The particulars of the case for this Gladding-Hearn and INCAT Designs (GH-ICD) boat (deck plan, Figure 1) are:

  • This is a design type for a Subchapter T boat, capacity of 149 passengers, intended for operation in protected waters. According to the builder, two important design features are optional depending on the particular service and client:
  • The deck may or may not “float”. The floating deck is structurally separate from the catamaran hulls’ watertight envelope and affords no direct access or downflooding through the passenger cabin deck; otherwise the passenger cabin deck is integral with the hull tops.
    • Embarkation access may be via the bow to the forward deckhouse doors, or via bulwark gates near the stern to the aft deckhouse doors. Figure 2 shows GH-ICD boats of similar, but not identical, design to the 35-meter boat considered herein, one each with the bow and stern embarkation access points.
    • GH-ICD specifies watertight or weathertight doors, facing forward from the deckhouse forward bulkhead, port and starboard (0.35L aft of bow); and weathertight doors facing aft, port and starboard, from the aft deckhouse bulkhead, all on the main deck.
  • Doors are presumed to have 3” coamings (designed per Subchapter S watertight integrity regulations for vessels less than 100 GT).


This case study is to ascertain whether access through the doors could be improved, possibly by the elimination of the coamings, on the basis of the risk management approach. This example is instructive because it uses a “type” boat design wherein a number of options for design and operation may be selected. This allows for examination of several scenarios involving the two design options shown above, deck structure types and bow vs. stern embarkation. The study includes hypothetical consideration of operation in partially protected waters as well, recognizing that the builder intends the design for protected water operations.

Figure 1. General plans, Gladding –Hearn/INCAT 35 meter catamaran

Figure 1. General plans, Gladding –Hearn/INCAT 35 meter catamaran

 

Figure 2. Gladding-Hearn INCAT Design boats 331 and 332 at dock.

Figure 2 - Photo of Gladding-Hearn INCAT Design boats 331 and 332 at dock.
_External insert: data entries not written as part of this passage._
//! Id interning and per-domain observation layout.
//!
//! Domains, classifiers and instances are mapped to dense indices in order
//! of first appearance, so every downstream table is deterministic for a
//! given input order.

use std::collections::{HashMap, HashSet};
use std::hash::Hash;

use crate::data::{Label, PredictedInstance};

use super::IntegratorError;

/// Bidirectional map between external keys and dense indices.
#[derive(Debug, Clone)]
pub struct KeyIndex<K> {
    positions: HashMap<K, usize>,
    keys: Vec<K>,
}

impl<K: Clone + Eq + Hash> Default for KeyIndex<K> {
    fn default() -> Self {
        Self {
            positions: HashMap::new(),
            keys: Vec::new(),
        }
    }
}

impl<K: Clone + Eq + Hash> KeyIndex<K> {
    pub fn intern(&mut self, key: &K) -> usize {
        if let Some(&idx) = self.positions.get(key) {
            return idx;
        }
        let idx = self.keys.len();
        self.positions.insert(key.clone(), idx);
        self.keys.push(key.clone());
        idx
    }

    pub fn get(&self, key: &K) -> Option<usize> {
        self.positions.get(key).copied()
    }

    pub fn key(&self, idx: usize) -> &K {
        &self.keys[idx]
    }

    pub fn keys(&self) -> &[K] {
        &self.keys
    }

    pub fn len(&self) -> usize {
        self.keys.len()
    }

    pub fn is_empty(&self) -> bool {
        self.keys.is_empty()
    }
}

/// One binary output of one classifier on one instance.
#[derive(Debug, Clone, Copy, PartialEq, Eq)]
pub struct Observation {
    pub classifier: usize,
    pub output: u8,
}

/// Observations of a single domain, grouped by instance (CSR layout).
#[derive(Debug, Clone)]
pub struct DomainObservations {
    pub label: Label,
    pub instances: KeyIndex<i64>,
    offsets: Vec<usize>,
    observations: Vec<Observation>,
}

impl DomainObservations {
    pub fn number_of_instances(&self) -> usize {
        self.instances.len()
    }

    /// Observations attached to instance `i`.
    pub fn instance(&self, i: usize) -> &[Observation] {
        &self.observations[self.offsets[i]..self.offsets[i + 1]]
    }

    pub fn all(&self) -> &[Observation] {
        &self.observations
    }

    /// Number of observations per classifier.
    pub fn observation_counts(&self, number_of_classifiers: usize) -> Vec<u32> {
        let mut counts = vec![0u32; number_of_classifiers];
        for obs in &self.observations {
            counts[obs.classifier] += 1;
        }
        counts
    }

    /// Majority-vote initial labels: 1 when at least half of the outputs
    /// (rounded down) are positive.
    pub fn majority_labels(&self) -> Vec<u8> {
        (0..self.number_of_instances())
            .map(|i| {
                let obs = self.instance(i);
                let positives = obs.iter().filter(|o| o.output == 1).count();
                u8::from(positives >= obs.len() / 2)
            })
            .collect()
    }
}

/// Interned view of a predicted-instance collection.
#[derive(Debug, Clone)]
pub struct ObservationIndex {
    pub domains: Vec<DomainObservations>,
    pub classifiers: KeyIndex<i64>,
    domain_keys: KeyIndex<Label>,
}

impl ObservationIndex {
    /// Intern `data`, rejecting values outside `[0, 1]` and duplicate
    /// (domain, instance, classifier) triples.
    pub fn build(data: &[PredictedInstance]) -> Result<Self, IntegratorError> {
        if data.is_empty() {
            return Err(IntegratorError::EmptyData);
        }

        let mut domain_keys: KeyIndex<Label> = KeyIndex::default();
        let mut classifiers: KeyIndex<i64> = KeyIndex::default();
        let mut per_domain: Vec<Vec<&PredictedInstance>> = Vec::new();
        for row in data {
            if !(row.value.is_finite() && (0.0..=1.0).contains(&row.value)) {
                return Err(IntegratorError::InvalidPrediction {
                    label: row.label.clone(),
                    instance: row.id,
                    classifier: row.function_id,
                    value: row.value,
                });
            }
            let p = domain_keys.intern(&row.label);
            if p == per_domain.len() {
                per_domain.push(Vec::new());
            }
            classifiers.intern(&row.function_id);
            per_domain[p].push(row);
        }

        let mut domains = Vec::with_capacity(per_domain.len());
        for (p, rows) in per_domain.into_iter().enumerate() {
            let label = domain_keys.key(p).clone();
            let mut instances: KeyIndex<i64> = KeyIndex::default();
            let mut seen: HashSet<(i64, i64)> = HashSet::with_capacity(rows.len());
            let mut grouped: Vec<Vec<Observation>> = Vec::new();
            for row in rows {
                if !seen.insert((row.id, row.function_id)) {
                    return Err(IntegratorError::DuplicateObservation {
                        label,
                        instance: row.id,
                        classifier: row.function_id,
                    });
                }
                let i = instances.intern(&row.id);
                if i == grouped.len() {
                    grouped.push(Vec::new());
                }
                let classifier = classifiers.get(&row.function_id).unwrap_or_default();
                grouped[i].push(Observation {
                    classifier,
                    output: row.output(),
                });
            }

            let mut offsets = Vec::with_capacity(grouped.len() + 1);
            let mut observations = Vec::new();
            offsets.push(0);
            for group in grouped {
                observations.extend(group);
                offsets.push(observations.len());
            }
            domains.push(DomainObservations {
                label,
                instances,
                offsets,
                observations,
            });
        }

        Ok(Self {
            domains,
            classifiers,
            domain_keys,
        })
    }

    pub fn number_of_domains(&self) -> usize {
        self.domains.len()
    }

    pub fn number_of_classifiers(&self) -> usize {
        self.classifiers.len()
    }

    pub fn domain_index(&self, label: &Label) -> Option<usize> {
        self.domain_keys.get(label)
    }

    /// Every classifier must have at least one observation in every domain;
    /// otherwise the sampler would read an error rate with no data behind it.
    pub fn require_full_coverage(&self) -> Result<(), IntegratorError> {
        let n = self.number_of_classifiers();
        for domain in &self.domains {
            let counts = domain.observation_counts(n);
            if let Some(j) = counts.iter().position(|&c| c == 0) {
                return Err(IntegratorError::UnobservedClassifier {
                    label: domain.label.clone(),
                    classifier: *self.classifiers.key(j),
                });
            }
        }
        Ok(())
    }
}

#[cfg(test)]
mod tests {
    use super::*;

    fn rows() -> Vec<PredictedInstance> {
        vec![
            PredictedInstance::new(10, "b", 7, 0.9),
            PredictedInstance::new(10, "b", 3, 0.1),
            PredictedInstance::new(11, "b", 7, 0.6),
            PredictedInstance::new(11, "b", 3, 0.7),
            PredictedInstance::new(10, "a", 3, 0.2),
            PredictedInstance::new(10, "a", 7, 0.4),
        ]
    }

    #[test]
    fn interns_in_first_appearance_order() {
        let index = ObservationIndex::build(&rows()).unwrap();
        assert_eq!(index.number_of_domains(), 2);
        assert_eq!(index.domains[0].label, Label::new("b"));
        assert_eq!(index.classifiers.keys(), &[7, 3]);
        assert_eq!(index.domains[0].number_of_instances(), 2);
        assert_eq!(
            index.domains[0].instance(0),
            &[
                Observation {
                    classifier: 0,
                    output: 1
                },
                Observation {
                    classifier: 1,
                    output: 0
                }
            ]
        );
        assert_eq!(index.domain_index(&Label::new("a")), Some(1));
    }

    #[test]
    fn majority_labels_break_ties_towards_one() {
        let index = ObservationIndex::build(&rows()).unwrap();
        // Instance 10 of "b" has one vote each way.
        assert_eq!(index.domains[0].majority_labels(), vec![1, 1]);
        // Instance 10 of "a" has no positive votes; floor(2 / 2) = 1 > 0.
        assert_eq!(index.domains[1].majority_labels(), vec![0]);
    }

    #[test]
    fn rejects_duplicates_and_out_of_range_values() {
        let mut data = rows();
        data.push(PredictedInstance::new(10, "a", 3, 0.8));
        assert!(matches!(
            ObservationIndex::build(&data),
            Err(IntegratorError::DuplicateObservation { instance: 10, classifier: 3, .. })
        ));

        let data = vec![PredictedInstance::new(1, "a", 0, 1.5)];
        assert!(matches!(
            ObservationIndex::build(&data),
            Err(IntegratorError::InvalidPrediction { .. })
        ));

        assert!(matches!(
            ObservationIndex::build(&[]),
            Err(IntegratorError::EmptyData)
        ));
    }

    #[test]
    fn coverage_check_names_missing_classifier() {
        let mut data = rows();
        data.push(PredictedInstance::new(12, "b", 9, 0.3));
        let index = ObservationIndex::build(&data).unwrap();
        match index.require_full_coverage() {
            Err(IntegratorError::UnobservedClassifier { label, classifier }) => {
                assert_eq!(label, Label::new("a"));
                assert_eq!(classifier, 9);
            }
            other => panic!("unexpected: {other:?}"),
        }
    }
}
NOTE: These boats are not identical to the design chosen for this example and shown in Figure 1. The photograph shows how bow doors and bow loading reconfigure the design (boat at bottom of photograph) of the passenger cabin. The configuration of the side loader (at top) has different doors into aft area of the passenger cabin, which are not part of the configuration for this example, as shown in Figure 1.

APPLICATION

The descriptive language for the risk factors developed in the Volpe Center report appears verbatim. The risk values appearing below increase in magnitude with increasing risk and are absolute un-weighted numbers.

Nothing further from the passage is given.